Fasten your seatbelts and settle in with a snack again, you’re in for another long ride, smile. (I’ll try not to make it too bumpy!)
Hopefully you’ve heard of “The Trifecta” by now – that is, the relatively common trio of issues we find comorbid in the Ehlers-Danlos community of any form of EDS (or the newly recognized, less visible diagnosis of Hypermobility Spectrum Disorders since March 2017) plus MCAD in any form (either Mastocytosis or Mast Cell Activation Syndrome) and finally Dysautonomia which all have to some degree. Many will even have the specific subset known as POTS.
Some will have the Hyperadrenergic variant of POTS aka “HyperPOTS” and others will have other forms of Orthostatic Intolerance, and all other variations of dysautonomia you can describe. (Raynaud’s phenomenon or syndrome, livedo reticularis, NMH, more.)
I personally consider most POTS and all manner of “Dys” to be the likely “love-child” of having weak connective tissues lending to flaccid veins & weak valves (lending to blood pooling in the lower extremeties) and stretchy bladders that help you pee out more than you take in thus lowering blood volume, and the effect of Mast Cell mediators rampant in our systems which lends to vaso-dilation and lowers blood volume further from third spacing and angioedema. Among other things.
Toss in a little neuropathic or neurogenic trouble from cranio-cervical settling and instability impinging our brainstems and other bits of our neurology (impinged vagus nerve making you vomit, anyone?), and of course we struggle to regulate our breathing, heart rate, blood pressure, temperature, motility and more.
I rarely meet anyone who doesn’t show signs of either of the other two “legs” of The Trifecta once you drill down far enough and acquaint them with the other sides of the triangle. I know there’s a small camp that believe some POTS and dysautonomia is primary and autoimmune driven, and that may well be in a small subset. But not in the majority by far with EDS in my unscientific observation.
I often find the reverse to be true as well – people who identify as “just” having either Mastocytosis or MCAS (forms of MCAD) will often complain of all the signs and issues that go with both mild EDS of some kind or the new (since 2017) Hypermobility Spectrum Disorders, plus mild POTS or dysautonomia.
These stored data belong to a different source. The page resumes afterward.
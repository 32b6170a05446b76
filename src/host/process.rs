//! Process/session directory and signal delivery.
//!
//! The pty core never walks a real process table; it asks this directory
//! the handful of questions job control needs (does pid exist, what is its
//! process group / session / controlling tty) and hands it signals to
//! deliver. Delivery is fire-and-forget: signals are recorded as pending
//! on each live target and an optional waker hook runs so blocked tty
//! readers can notice (that hook is how EINTR surfaces without polling).

use std::collections::HashMap;

use parking_lot::Mutex;
use tracing::debug;

use super::Pid;

/// Signals the pty layer generates.
#[derive(Debug, Clone, Copy, PartialEq, Eq)]
pub enum Signal {
    Hup,
    Int,
    Quit,
    Ttin,
    Ttou,
    Winch,
}

impl Signal {
    /// Conventional POSIX signal number.
    pub fn number(self) -> i32 {
        match self {
            Signal::Hup => 1,
            Signal::Int => 2,
            Signal::Quit => 3,
            Signal::Ttin => 21,
            Signal::Ttou => 22,
            Signal::Winch => 28,
        }
    }
}

/// Addressee of a signal delivery.
#[derive(Debug, Clone, Copy, PartialEq, Eq)]
pub enum SignalTarget {
    Process(Pid),
    Group(Pid),
}

/// Security identity of a process, checked by the rendezvous protocol.
#[derive(Debug, Clone, Copy, PartialEq, Eq)]
pub struct Credentials {
    pub uid: u32,
    pub gid: u32,
}

struct Entry {
    pgid: Pid,
    sid: Pid,
    creds: Credentials,
    ctty: Option<u32>,
    pending: Vec<Signal>,
}

type Waker = Box<dyn Fn(Pid, Option<u32>) + Send + Sync>;

/// In-memory process/session directory.
pub struct ProcessDirectory {
    table: Mutex<HashMap<Pid, Entry>>,
    waker: Mutex<Option<Waker>>,
}

impl ProcessDirectory {
    pub fn new() -> Self {
        Self {
            table: Mutex::new(HashMap::new()),
            waker: Mutex::new(None),
        }
    }

    /// Register a live process.
    pub fn register(&self, pid: Pid, pgid: Pid, sid: Pid, creds: Credentials) {
        self.table.lock().insert(
            pid,
            Entry {
                pgid,
                sid,
                creds,
                ctty: None,
                pending: Vec::new(),
            },
        );
    }

    /// Remove a process; its pending signals are discarded.
    pub fn deregister(&self, pid: Pid) {
        self.table.lock().remove(&pid);
    }

    pub fn exists(&self, pid: Pid) -> bool {
        self.table.lock().contains_key(&pid)
    }

    pub fn pgid_of(&self, pid: Pid) -> Option<Pid> {
        self.table.lock().get(&pid).map(|e| e.pgid)
    }

    pub fn session_of(&self, pid: Pid) -> Option<Pid> {
        self.table.lock().get(&pid).map(|e| e.sid)
    }

    pub fn controlling_tty_of(&self, pid: Pid) -> Option<u32> {
        self.table.lock().get(&pid).and_then(|e| e.ctty)
    }

    pub fn credentials_of(&self, pid: Pid) -> Option<Credentials> {
        self.table.lock().get(&pid).map(|e| e.creds)
    }

    /// Bind `pid` to a controlling tty if it has none yet.
    pub fn set_ctty(&self, pid: Pid, minor: u32) {
        if let Some(entry) = self.table.lock().get_mut(&pid) {
            if entry.ctty.is_none() {
                entry.ctty = Some(minor);
            }
        }
    }

    /// Install the hook run after each delivery, with the table lock
    /// released. Arguments: target pid and its controlling tty minor.
    pub fn set_waker(&self, waker: Waker) {
        *self.waker.lock() = Some(waker);
    }

    /// Deliver a signal. No confirmation; unknown targets are ignored.
    pub fn deliver(&self, target: SignalTarget, signal: Signal) {
        let mut hit: Vec<(Pid, Option<u32>)> = Vec::new();
        {
            let mut table = self.table.lock();
            match target {
                SignalTarget::Process(pid) => {
                    if let Some(entry) = table.get_mut(&pid) {
                        entry.pending.push(signal);
                        hit.push((pid, entry.ctty));
                    }
                }
                SignalTarget::Group(pgid) => {
                    for (pid, entry) in table.iter_mut() {
                        if entry.pgid == pgid {
                            entry.pending.push(signal);
                            hit.push((*pid, entry.ctty));
                        }
                    }
                }
            }
        }
        debug!(?target, ?signal, delivered = hit.len(), "signal delivery");
        let waker = self.waker.lock();
        if let Some(waker) = waker.as_ref() {
            for (pid, ctty) in hit {
                waker(pid, ctty);
            }
        }
    }

    /// True if `pid` has undelivered signals queued.
    pub fn has_pending(&self, pid: Pid) -> bool {
        self.table
            .lock()
            .get(&pid)
            .map(|e| !e.pending.is_empty())
            .unwrap_or(false)
    }

    /// Consume and return the pending signals of `pid`.
    pub fn take_pending(&self, pid: Pid) -> Vec<Signal> {
        self.table
            .lock()
            .get_mut(&pid)
            .map(|e| std::mem::take(&mut e.pending))
            .unwrap_or_default()
    }
}

impl Default for ProcessDirectory {
    fn default() -> Self {
        Self::new()
    }
}
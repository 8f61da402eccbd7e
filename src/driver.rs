//! Run drivers built on one [`Session`]: the fail-fast functional test and
//! the best-effort dataset evaluation.

use tracing::{error, info, warn};

use crate::config::OUTPUT_CLASSES;
use crate::ctc;
use crate::dataset::TestCase;
use crate::error::{FailureKind, ParseError, SessionError, SetupError};
use crate::markers::{DeviceResponse, Latency};
use crate::session::Session;
use crate::transport::Transport;
use crate::verify::{AggregateResult, Comparison, GoldenVector};
use crate::wer::WordErrorRate;

/// Outcome of a functional test that ran to completion.
#[derive(Debug, Clone, PartialEq)]
pub struct FunctionalReport {
    pub device: String,
    /// `None` if the board printed no usable timestamps.
    pub latency: Option<Latency>,
    pub comparison: Comparison,
}

/// Navigates to benchmark mode, runs `payload` once and compares the result
/// tensor with `golden`. Any session error aborts the test.
pub fn run_functional_test<T: Transport>(
    session: &mut Session<T>,
    payload: &[u8],
    golden: &GoldenVector,
) -> Result<FunctionalReport, SessionError> {
    session.enter_benchmark_mode()?;
    let device = session.identify()?;
    session.upload(payload)?;
    let response = session.infer()?;

    let latency = match response.latency() {
        Ok(latency) => {
            info!(latency_us = latency.micros, family = ?latency.family, "latency reported");
            Some(latency)
        }
        Err(e) => {
            warn!("could not parse latency from output: {e}");
            None
        }
    };

    let values = response.result_values().map_err(|reason| SessionError::Parse {
        reason,
        raw: response.text.clone(),
    })?;
    info!(values = values.len(), "board returned result tensor");

    Ok(FunctionalReport {
        device,
        latency,
        comparison: golden.compare(&values),
    })
}

/// Completed cases plus every failure, in case order.
#[derive(Debug, Default)]
pub struct RunSummary {
    pub aggregate: AggregateResult,
    pub failures: Vec<CaseFailure>,
}

impl RunSummary {
    pub fn failures_of(&self, kind: FailureKind) -> usize {
        self.failures.iter().filter(|f| f.error.kind() == kind).count()
    }
}

#[derive(Debug)]
pub struct CaseFailure {
    pub case: TestCase,
    pub error: SessionError,
}

/// Result of one evaluated case.
#[derive(Debug, Clone, PartialEq)]
pub struct CaseResult {
    pub latency_ms: f64,
    pub predicted: String,
}

/// Runs a dataset through one session, skipping cases that fail.
pub struct Evaluation<'a, T: Transport> {
    session: &'a mut Session<T>,
}

impl<'a, T: Transport> Evaluation<'a, T> {
    pub fn new(session: &'a mut Session<T>) -> Self {
        Self { session }
    }

    /// Enters benchmark mode, then evaluates every case in order.
    ///
    /// `load` supplies each case's payload. Navigation failures abort the run;
    /// per-case failures are logged, collected and skipped.
    pub fn run<F>(&mut self, cases: &[TestCase], mut load: F) -> Result<RunSummary, SessionError>
    where
        F: FnMut(&TestCase) -> Result<Vec<u8>, SetupError>,
    {
        self.session.enter_benchmark_mode()?;
        self.session.identify()?;

        let mut summary = RunSummary::default();
        for (index, case) in cases.iter().enumerate() {
            info!(
                case = index + 1,
                total = cases.len(),
                input = %case.input_path.display(),
                "running evaluation case"
            );
            match self.run_case(case, &mut load) {
                Ok(result) => {
                    info!(truth = %case.expected_text, pred = %result.predicted, "case complete");
                    summary
                        .aggregate
                        .record(&case.expected_text, &result.predicted, result.latency_ms);
                }
                Err(e) => {
                    error!(input = %case.input_path.display(), "case skipped: {e}");
                    if let Some(raw) = e.raw_response() {
                        error!("full message from board:\n{raw}");
                    }
                    summary.failures.push(CaseFailure {
                        case: case.clone(),
                        error: e,
                    });
                }
            }
        }
        Ok(summary)
    }

    fn run_case<F>(&mut self, case: &TestCase, load: &mut F) -> Result<CaseResult, SessionError>
    where
        F: FnMut(&TestCase) -> Result<Vec<u8>, SetupError>,
    {
        let payload = load(case)?;
        let expected = self.session.config().payload_len;
        if payload.len() != expected {
            return Err(SetupError::WrongSize {
                path: case.input_path.clone(),
                expected,
                actual: payload.len(),
            }
            .into());
        }
        let response = self.session.run_case(&payload)?;
        evaluate_response(&response)
    }
}

/// Latency plus transcript from an inference response.
///
/// The transcript comes from `m-results-s[...]` when present, otherwise the
/// raw tensor in `m-results-[...]` is CTC-decoded on the host.
pub fn evaluate_response(response: &DeviceResponse) -> Result<CaseResult, SessionError> {
    let parse_failure = |reason: ParseError| SessionError::Parse {
        reason,
        raw: response.text.clone(),
    };
    let latency = response.latency().map_err(parse_failure)?;
    let predicted = match response.result_text() {
        Ok(text) => text,
        Err(ParseError::MissingResultText) => match response.result_values() {
            Ok(values) => ctc::greedy_decode(&values, OUTPUT_CLASSES).trim().to_string(),
            Err(ParseError::MissingResultValues) => {
                return Err(parse_failure(ParseError::MissingResultText))
            }
            Err(reason) => return Err(parse_failure(reason)),
        },
        Err(reason) => return Err(parse_failure(reason)),
    };
    Ok(CaseResult {
        latency_ms: latency.as_millis_f64(),
        predicted,
    })
}

/// Prints the final evaluation report, or a notice when nothing completed.
pub fn render_report(summary: &RunSummary, metric: &dyn WordErrorRate) -> String {
    let mut out = match summary.aggregate.report(metric) {
        Some(report) => report.to_string(),
        None => "--- No tests were successfully run. ---".to_string(),
    };
    if !summary.failures.is_empty() {
        out.push_str(&format!(
            "\nSkipped cases:    {} (timeout {}, transfer {}, parse {}, transport {}, input {})",
            summary.failures.len(),
            summary.failures_of(FailureKind::Timeout),
            summary.failures_of(FailureKind::Transfer),
            summary.failures_of(FailureKind::Parse),
            summary.failures_of(FailureKind::Transport),
            summary.failures_of(FailureKind::Setup),
        ));
    }
    out
}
But if they aren’t yet aware they won’t recognize those other two players.
And finally many EDS and HSD patients later find out the hard way they also have a form of MCAD and also various forms of dysautonomia once they get into the support groups too if they haven’t been told already.
Is it Really Fibromyalgia or Chronic Fatigue Syndrome
The body can only express itself in so many ways with weak connective tissue. So these are apt to be common experiences and most of the milder forms have been quite well “normalized” as fibromyalgia or just being a bit weaker, quicker to fatigue or low energy. Many are diagnosed with Chronic Fatigue Syndrome, a misdiagnosis in my opinion for many. (Not all.) And my favorite: “just depression“, especially if you’re female. Like that’s a minor issue either, sigh.
No, this is no cake walk. And managing The Trifecta alone is a major undertaking for most who have become clinical enough to be diagnosed with any part of it. It is downright show stopping for too many, especially those with increased cranio-cervical instability lending to the issues. My heart goes out to all of you!
I only had a bit of CNS Apnea making me forget to breathe from mine at my worst thankfully, knock wood quick! I do still get brain juice headaches and have increasing photophobia and hyperacusia but it’s more manageable than many.
The Elephant Project has been discussing this for years over on Yahoo, among other things. (I can’t keep up with all the forums currently though I try my best.) There are some really smart people there circling the same hill or drain many of us have, trying to find an answer to why we enjoy so much trouble.
But wait, there’s more! You didn’t seriously think that was all I was going to share of something I’m calling “The Chronic Constellation” did you? Did you?? Ah my dear Alice, we have not only not hit the bottom of our rabbit-hole yet, but it has more rabbit-holes attached to explore, and a whole feral pack of Cheshire Cats to deal with!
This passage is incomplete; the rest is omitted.